Lending takes time, McCune explained. As of the end of the first quarter, HomeTown had lent 77 percent of its total asset value, a good sign given the newness of the bank.

"They're doing a good job of getting the loans out there," McCune said.

The man whose forecast is probably the likeliest to be correct is William Clark, president and chief executive officer of HomeTown Bank. Clark said the wait shouldn't be long, but his forecast is confidential.

"Most de novo [new] banks are profitable within their first three years, and we feel like we're well on target to meet that," Clark said.

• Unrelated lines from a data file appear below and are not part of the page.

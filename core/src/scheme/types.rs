use std::fmt;
use thiserror::Error;

/// Every registry-resolvable implementation exposes its normalized name.
pub trait Scheme: Send + Sync + 'static {
    /// Upper-case name used on the wire.
    fn name(&self) -> &'static str;
}

/// Algorithm families known to the registry.
#[derive(Copy, Clone, Debug, PartialEq, Eq, Hash, PartialOrd, Ord)]
pub enum SchemeFamily {
    Hash,
    Aead,
    Kdf,
    Expand,
    Kem,
    Pke,
    Signature,
    Compression,
}

impl SchemeFamily {
    pub const ALL: [SchemeFamily; 8] = [
        SchemeFamily::Hash,
        SchemeFamily::Aead,
        SchemeFamily::Kdf,
        SchemeFamily::Expand,
        SchemeFamily::Kem,
        SchemeFamily::Pke,
        SchemeFamily::Signature,
        SchemeFamily::Compression,
    ];
}

impl fmt::Display for SchemeFamily {
    fn fmt(&self, f: &mut fmt::Formatter<'_>) -> fmt::Result {
        let name = match self {
            SchemeFamily::Hash        => "hash",
            SchemeFamily::Aead        => "aead",
            SchemeFamily::Kdf         => "kdf",
            SchemeFamily::Expand      => "expand",
            SchemeFamily::Kem         => "kem",
            SchemeFamily::Pke         => "pke",
            SchemeFamily::Signature   => "signature",
            SchemeFamily::Compression => "compression",
        };
        f.write_str(name)
    }
}

#[derive(Debug, Error, Clone, PartialEq, Eq)]
pub enum SchemeError {
    /// Name not present in the registry of the expected family.
    #[error("unknown {family} scheme: {name}")]
    Unknown { family: SchemeFamily, name: String },
}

So, if Clark is right, the bank, which opened in the fourth quarter of 2005, will make a profit by the end of 2008 at the latest. Analysts think profitability could -- and perhaps should -- happen sooner.

Certainly, the groundwork has been laid. Investors funded the bank with more than $20 million. Deposits have brought in four times that. Board members are pleased.

"We've got a good team of folks working for HomeTown Bank, and our financial results have been good and our customers have been pleased," said board member Danielle Yarber, vice president and general manager of Xpedx.

Added builder Jay Turner of J.M. Turner & Co. Inc.: "HomeTown Bank is a good local story, and I think it's going to get better."

But what's to indicate that HomeTown has built its asset base at a strong rate? How does its success in luring deposits compare to that of other new banks that opened their doors in late 2005?

SNL Financial identified 57 banks spread across the country that, like HomeTown, opened in the fourth quarter of 2005. SNL said in terms of assets, the average was $88.6 million per bank at the end of the first quarter of 2007.

HomeTown beat the average with $92.8 million. Its assets have since passed $100 million.

By comparison, Valley Bank, which opened in the Roanoke Valley during the second quarter of 1995, took more than three years to hit the $100 million mark.

But, Valley Bank became profitable in less than two years.

Clark cautioned that branch development is a strategic expense with the potential to delay HomeTown's profitability somewhat, but that it has the potential to make profits larger when they come.

"Every time you open up a branch, a branch is not profitable on Day One and ... that will in essence delay profitability" of the whole organization, Clark said; however, when profit occurs, "your profits are better than that one-branch or one-office bank."

HomeTown has approval for four branches.

Will there be a fifth?

"Of course," Clark said, "and a sixth and a seventh and an eighth. We just don't know when or where yet."